Task to carry out => Show each line in the listing below that contains the word "replying".

Extracted records =>

impl Serializable for PackedCounters {
    const ID: Id = Id::new(0xa4c2_91d7_63f0_8b5e, 0x38e6_0b72_f915_ad4c);
    const INTERFACE_VERSION: u32 = 3;
    const PRIVATE_VERSIONS: &'static [u32] = &[3, 1, 0];

    fn to_version(&self, target: u32, ctx: &mut SerContext<'_>) -> Result {
        match target {
            1 => {
                let legacy = PackedCountersV1 {
                    x: self.x,
                    y: self.y,
                };
                legacy.serialize(ctx)?;
            }
            0 => {
                let legacy = PackedCountersV0 {
                    pair: BytePair {
                        x: self.x as u8,
                        y: self.y as u8,
                    },
                };
                legacy.serialize(ctx)?;
            }
            _ => return Err(Status::ErrorNotSupportedInterfaceVersion),
        }
        Err(Status::NoFurtherProcessingRequired)
    }

    fn from_version(&mut self, target: u32, ctx: &mut DeContext<'_>) -> Result {
        match target {
            1 => {
                let mut legacy = PackedCountersV1::default();
                legacy.deserialize(ctx)?;
                self.x = legacy.x;
                self.y = legacy.y;
                self.z = 0;
            }
            0 => {
                let mut legacy = PackedCountersV0::default();
                legacy.deserialize(ctx)?;
                self.x = u16::from(legacy.pair.x);
                self.y = u16::from(legacy.pair.y);
                self.z = 0;
            }
            _ => return Err(Status::ErrorNotSupportedInterfaceVersion),
        }
        Err(Status::NoFurtherProcessingRequired)
    }
}

// ── Plain assignable without converters ──────────────────────────────────────

#[derive(Debug, Default, Clone, Copy, PartialEq, Eq, AsBytes, FromBytes, FromZeroes)]
#[repr(C)]
pub struct PlainMetrics {
    pub count: u64,
    pub total: u64,
}

impl Assignable for PlainMetrics {
    const KIND: AssignableKind = AssignableKind::Plain;
}

impl Field for PlainMetrics {
    fn serialize(&self, ctx: &mut SerContext<'_>) -> Result {
        serialize_common!(PlainMetrics, self, ctx, assignable);
        self.count.serialize(ctx)?;
        self.total.serialize(ctx)
    }

    fn deserialize(&mut self, ctx: &mut DeContext<'_>) -> Result {
        deserialize_common!(PlainMetrics, self, ctx, assignable);
        self.count.deserialize(ctx)?;
        self.total.deserialize(ctx)
    }
}

impl Serializable for PlainMetrics {
    const ID: Id = Id::new(0xc7d9_4f02_eb11_76a3, 0x51b8_2c6e_09d4_f7e5);
    const INTERFACE_VERSION: u32 = 2;
    // Revision 0 is remembered but this build ships no converter for it.
    const PRIVATE_VERSIONS: &'static [u32] = &[2, 0];
}

// ── Field-by-field payload ───────────────────────────────────────────────────

#[derive(Debug, Default, Clone, Copy, PartialEq, Eq)]
#[repr(u16)]
pub enum Unit {
    #[default]
    Meters = 1,
    Feet = 2,
}

enum_field!(Unit as u16 {
    Unit::Meters = 1,
    Unit::Feet = 2,
});

/// Strings, vectors, arrays, nested assignable structs, an enum, floats:
/// everything the slow path has to carry.
#[derive(Debug, Default, Clone, PartialEq)]
pub struct MixedPayload {
    pub label: String,
    pub values: Vec<u32>,
    pub tags: [u16; 3],
    pub triple: FixedTriple,
    pub pair: BytePair,
    pub unit: Unit,
    pub active: bool,
    pub ratio: f64,
}

impl Field for MixedPayload {
    fn serialize(&self, ctx: &mut SerContext<'_>) -> Result {
        serialize_common!(MixedPayload, self, ctx);
        self.label.serialize(ctx)?;
        self.values.serialize(ctx)?;
        self.tags.serialize(ctx)?;
        self.triple.serialize(ctx)?;
        self.pair.serialize(ctx)?;
        self.unit.serialize(ctx)?;
        self.active.serialize(ctx)?;
        self.ratio.serialize(ctx)
    }

    fn deserialize(&mut self, ctx: &mut DeContext<'_>) -> Result {
        deserialize_common!(MixedPayload, self, ctx);
        self.label.deserialize(ctx)?;
        self.values.deserialize(ctx)?;
        self.tags.deserialize(ctx)?;
        self.triple.deserialize(ctx)?;
        self.pair.deserialize(ctx)?;
        self.unit.deserialize(ctx)?;
        self.active.deserialize(ctx)?;
        self.ratio.deserialize(ctx)
    }
}

impl Serializable for MixedPayload {
    const ID: Id = Id::new(0x8f3a_b5d1_2476_c09e, 0x6e59_d83f_1ba0_42c7);
    const INTERFACE_VERSION: u32 = 3;
    const PRIVATE_VERSIONS: &'static [u32] = &[3];
}

// ── Diamond composition ──────────────────────────────────────────────────────

#[derive(Debug, Default, Clone, Copy, PartialEq, Eq)]
pub struct DiamondBase {
    pub d0: u32,
}

impl Field for DiamondBase {
    fn serialize(&self, ctx: &mut SerContext<'_>) -> Result {
        self.d0.serialize(ctx)
    }

    fn deserialize(&mut self, ctx: &mut DeContext<'_>) -> Result {
        self.d0.deserialize(ctx)
    }
}

#[derive(Debug, Default, Clone, Copy, PartialEq, Eq)]
pub struct DiamondEdge1 {
    pub d1: u32,
}

impl Field for DiamondEdge1 {
    fn serialize(&self, ctx: &mut SerContext<'_>) -> Result {
        self.d1.serialize(ctx)
    }

    fn deserialize(&mut self, ctx: &mut DeContext<'_>) -> Result {
        self.d1.deserialize(ctx)
    }
}

#[derive(Debug, Default, Clone, Copy, PartialEq, Eq)]
pub struct DiamondEdge2 {
    pub d2: u32,
}

impl Field for DiamondEdge2 {
    fn serialize(&self, ctx: &mut SerContext<'_>) -> Result {
        self.d2.serialize(ctx)
    }

    fn deserialize(&mut self, ctx: &mut DeContext<'_>) -> Result {
        self.d2.deserialize(ctx)
    }
}

/// Two edges over one shared base. The base slice is emitted exactly once,
/// by the most-derived struct, before either edge.
#[derive(Debug, Default, Clone, Copy, PartialEq, Eq)]
pub struct Diamond {
    pub base: DiamondBase,
    pub edge1: DiamondEdge1,
    pub edge2: DiamondEdge2,
}

impl Field for Diamond {
    fn serialize(&self, ctx: &mut SerContext<'_>) -> Result {
        serialize_common!(Diamond, self, ctx);
        self.base.serialize(ctx)?;
        self.edge1.serialize(ctx)?;
        self.edge2.serialize(ctx)
    }

    fn deserialize(&mut self, ctx: &mut DeContext<'_>) -> Result {
        deserialize_common!(Diamond, self, ctx);
        self.base.deserialize(ctx)?;
        self.edge1.deserialize(ctx)?;
        self.edge2.deserialize(ctx)
    }
}

impl Serializable for Diamond {
    const ID: Id = Id::new(0x3d80_17ce_ff42_9ab1, 0xb2c4_6075_88e1_d90f);
    const INTERFACE_VERSION: u32 = 0;
    const PRIVATE_VERSIONS: &'static [u32] = &[0];
}

// ── Tagged union ─────────────────────────────────────────────────────────────

/// Closed variant set with an explicit discriminator byte on the wire.
#[derive(Debug, Clone, Copy, PartialEq, Eq)]
pub enum Geometry {
    Circle { radius: u32 },
    Rect { width: u32, height: u32 },
}

impl Default for Geometry {
    fn default() -> Self {
        Geometry::Circle { radius: 0 }
    }
}

impl Field for Geometry {
    fn serialize(&self, ctx: &mut SerContext<'_>) -> Result {
        match self {
            Geometry::Circle { radius } => {
                1u8.serialize(ctx)?;
                radius.serialize(ctx)
            }
            Geometry::Rect { width, height } => {
                2u8.serialize(ctx)?;
                width.serialize(ctx)?;
                height.serialize(ctx)
            }
        }
    }

    fn deserialize(&mut self, ctx: &mut DeContext<'_>) -> Result {
        let mut tag = 0u8;
        tag.deserialize(ctx)?;
        *self = match tag {
            1 => {
                let mut radius = 0u32;
                radius.deserialize(ctx)?;
                Geometry::Circle { radius }
            }
            2 => {
                let mut width = 0u32;
                let mut height = 0u32;
                width.deserialize(ctx)?;
                height.deserialize(ctx)?;
                Geometry::Rect { width, height }
            }
            _ => return Err(Status::ErrorDataCorrupted),
        };
        Ok(())
    }
}

#[derive(Debug, Default, Clone, PartialEq)]
pub struct Drawing {
    pub title: String,
    pub shape: Geometry,
    pub extras: Vec<Geometry>,
}

impl Field for Drawing {
    fn serialize(&self, ctx: &mut SerContext<'_>) -> Result {
        serialize_common!(Drawing, self, ctx);
        self.title.serialize(ctx)?;
        self.shape.serialize(ctx)?;
        self.extras.serialize(ctx)
    }

    fn deserialize(&mut self, ctx: &mut DeContext<'_>) -> Result {
        deserialize_common!(Drawing, self, ctx);
        self.title.deserialize(ctx)?;
        self.shape.deserialize(ctx)?;
        self.extras.deserialize(ctx)
    }
}

impl Serializable for Drawing {
    const ID: Id = Id::new(0xfa01_6b9d_4e28_c573, 0x19cd_83b6_a752_e04f);
    const INTERFACE_VERSION: u32 = 0;
    const PRIVATE_VERSIONS: &'static [u32] = &[0];
}

// ── Pointer graphs ───────────────────────────────────────────────────────────

/// One node of a possibly shared, possibly cyclic graph.
#[derive(Debug, Default)]
pub struct HubNode {
    pub value: u32,
    pub left: Option<Rc<RefCell<HubNode>>>,
    pub right: Option<Rc<RefCell<HubNode>>>,
}

impl Field for HubNode {
    fn serialize(&self, ctx: &mut SerContext<'_>) -> Result {
        self.value.serialize(ctx)?;
        self.left.serialize(ctx)?;
        self.right.serialize(ctx)
    }

    fn deserialize(&mut self, ctx: &mut DeContext<'_>) -> Result {
        self.value.deserialize(ctx)?;
        self.left.deserialize(ctx)?;
        self.right.deserialize(ctx)
    }
}

/// Message payload carrying a graph. Pointer fields are meaningless
/// without unmanaged-pointer permission, so the struct demands it.
#[derive(Debug, Default)]
pub struct Graph {
    pub root: Option<Rc<RefCell<HubNode>>>,
}

impl Field for Graph {
    fn serialize(&self, ctx: &mut SerContext<'_>) -> Result {
        serialize_common!(Graph, self, ctx);
        self.root.serialize(ctx)
    }

    fn deserialize(&mut self, ctx: &mut DeContext<'_>) -> Result {
        deserialize_common!(Graph, self, ctx);
        self.root.deserialize(ctx)
    }
}

impl Serializable for Graph {
    const ID: Id = Id::new(0x60b7_2a4e_d1c9_35f8, 0xe816_f5a3_07bd_9c42);
    const INTERFACE_VERSION: u32 = 0;
    const PRIVATE_VERSIONS: &'static [u32] = &[0];
    const MANDATORY_DATA_FLAGS: DataFlags = DataFlags::ALLOW_UNMANAGED_POINTERS;
}
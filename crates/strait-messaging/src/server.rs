//! The serving dispatch loop: one entry point that takes request bytes
//! and produces reply bytes, data or status.

use std::collections::HashMap;
use std::sync::Arc;

use strait_codec::context::{AddedPointers, CommonContext, DeContext, MessageType, SerContext};
use strait_codec::framing::{
    deserialize_common_context, deserialize_data_context, serialize_message,
};
use strait_codec::status_msg::{serialize_status, serialize_status_full_context, StatusReply};
use strait_codec::{Result, Serializable, Status};
use strait_core::{BinVector, BinWalker, DataFlags};

use crate::handler::ClientId;
use crate::registry::HandlerRegistry;
use crate::service_structs::PartySettings;

/// Serves one party's interfaces. The registry is constructor-injected
/// and may be shared; the server itself holds only the party settings.
///
/// Thread model: `handle_message` is `&self` and may run on many worker
/// threads at once; each call owns its own contexts and buffers.
#[derive(Debug)]
pub struct Server {
    settings: Option<PartySettings>,
    registry: Arc<HandlerRegistry>,
}

impl Server {
    /// A server ready to dispatch. `ErrorInvalidArgument` when the
    /// settings do not hold together.
    pub fn new(settings: PartySettings, registry: Arc<HandlerRegistry>) -> Result<Self> {
        let mut server = Self::uninitialized(registry);
        server.init(settings)?;
        Ok(server)
    }

    /// A server that refuses traffic until [`init`](Self::init) succeeds.
    pub fn uninitialized(registry: Arc<HandlerRegistry>) -> Self {
        Self {
            settings: None,
            registry,
        }
    }

    pub fn init(&mut self, settings: PartySettings) -> Result {
        if self.settings.is_some() {
            return Err(Status::ErrorAlreadyInited);
        }
        if !settings.is_valid() {
            return Err(Status::ErrorInvalidArgument);
        }
        self.settings = Some(settings);
        Ok(())
    }

    pub fn is_valid(&self) -> bool {
        self.settings.is_some()
    }

    pub fn settings(&self) -> Option<&PartySettings> {
        self.settings.as_ref()
    }

    pub fn registry(&self) -> &Arc<HandlerRegistry> {
        &self.registry
    }

    /// Entry point for one client request. On return, `output` holds the
    /// complete reply: a data message on success, a status message
    /// otherwise. An error comes back only when even the status reply
    /// could not be produced.
    pub fn handle_message(
        &self,
        input: &mut BinWalker,
        client: &ClientId,
        output: &mut BinVector,
    ) -> Result {
        let settings = self.settings.as_ref().ok_or(Status::ErrorNotInited)?;
        output.clear();

        let common = deserialize_common_context(input)?;

        if !settings.protocol_versions.contains(&common.protocol_version) {
            tracing::warn!(
                version = common.protocol_version,
                "unsupported protocol version, replying with our range"
            );
            return serialize_status(
                settings.protocol_versions[0],
                settings.mandatory_common_flags,
                &StatusReply::NotSupportedProtocolVersion {
                    versions: settings.protocol_versions.clone(),
                    mandatory_common_flags: settings.mandatory_common_flags,
                },
                output,
            );
        }

        let outcome = match common.message_type {
            MessageType::GetSettings => self.handle_get_settings(common.protocol_version, output),
            MessageType::Data | MessageType::InOut => common
                .common_flags
                .check(
                    settings.mandatory_common_flags,
                    settings.forbidden_common_flags,
                )
                .and_then(|()| self.handle_data(common, input, client, output)),
            MessageType::Status => Err(Status::ErrorDataCorrupted),
        };

        match outcome {
            Ok(()) => Ok(()),
            Err(Status::ErrorNotCompatibleCommonFlagsSettings) if output.is_empty() => {
                serialize_status(
                    common.protocol_version,
                    settings.mandatory_common_flags,
                    &StatusReply::NotCompatibleCommonFlags {
                        forbidden: settings.forbidden_common_flags,
                        mandatory: settings.mandatory_common_flags,
                    },
                    output,
                )
            }
            Err(err) if output.is_empty() => {
                tracing::warn!(error = %err, "request failed, replying with status");
                serialize_status_full_context(
                    common.protocol_version,
                    settings.mandatory_common_flags,
                    err,
                    output,
                )
            }
            // A handler already produced a richer status reply.
            Err(_) => Ok(()),
        }
    }

    fn handle_get_settings(&self, protocol_version: u8, output: &mut BinVector) -> Result {
        let settings = self.settings.as_ref().ok_or(Status::ErrorNotInited)?;
        let mut ctx = SerContext::new(
            output,
            protocol_version,
            settings.mandatory_common_flags,
            DataFlags::NONE,
            PartySettings::INTERFACE_VERSION,
        );
        serialize_message(settings, &mut ctx)
    }

    fn handle_data(
        &self,
        common: CommonContext,
        input: &mut BinWalker,
        client: &ClientId,
        output: &mut BinVector,
    ) -> Result {
        let mut added_pointers = AddedPointers::new();
        let mut pointers_map = HashMap::new();

        let mut ctx = DeContext::new(input, common);
        let id = deserialize_data_context(&mut ctx)?;
        if ctx.allow_unmanaged_pointers() {
            ctx.set_added_pointers(&mut added_pointers);
        }
        if ctx.check_recursive_pointers() {
            ctx.set_pointers_map(&mut pointers_map);
        }

        match self.registry.find_one(id) {
            Ok(handler) => handler.handle_data(&mut ctx, client, output),
            Err(Status::ErrorMoreEntries) => {
                let handlers = self.registry.find_all(id)?;
                let body_position = ctx.tell();
                let mut outcome: Result = Ok(());
                // Every subscriber decodes the same body from its own
                // rewound cursor; replies are appended in invocation order.
                for handler in handlers {
                    ctx.seek(body_position);
                    ctx.reset_pointer_state();
                    if let Err(err) = handler.handle_data(&mut ctx, client, output) {
                        tracing::warn!(%id, error = %err, "multicast handler failed");
                        outcome = Err(err);
                    }
                }
                outcome
            }
            Err(err) => Err(err),
        }
    }
}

Task result =>
                "unsupported protocol version, replying with our range"
                tracing::warn!(error = %err, "request failed, replying with status");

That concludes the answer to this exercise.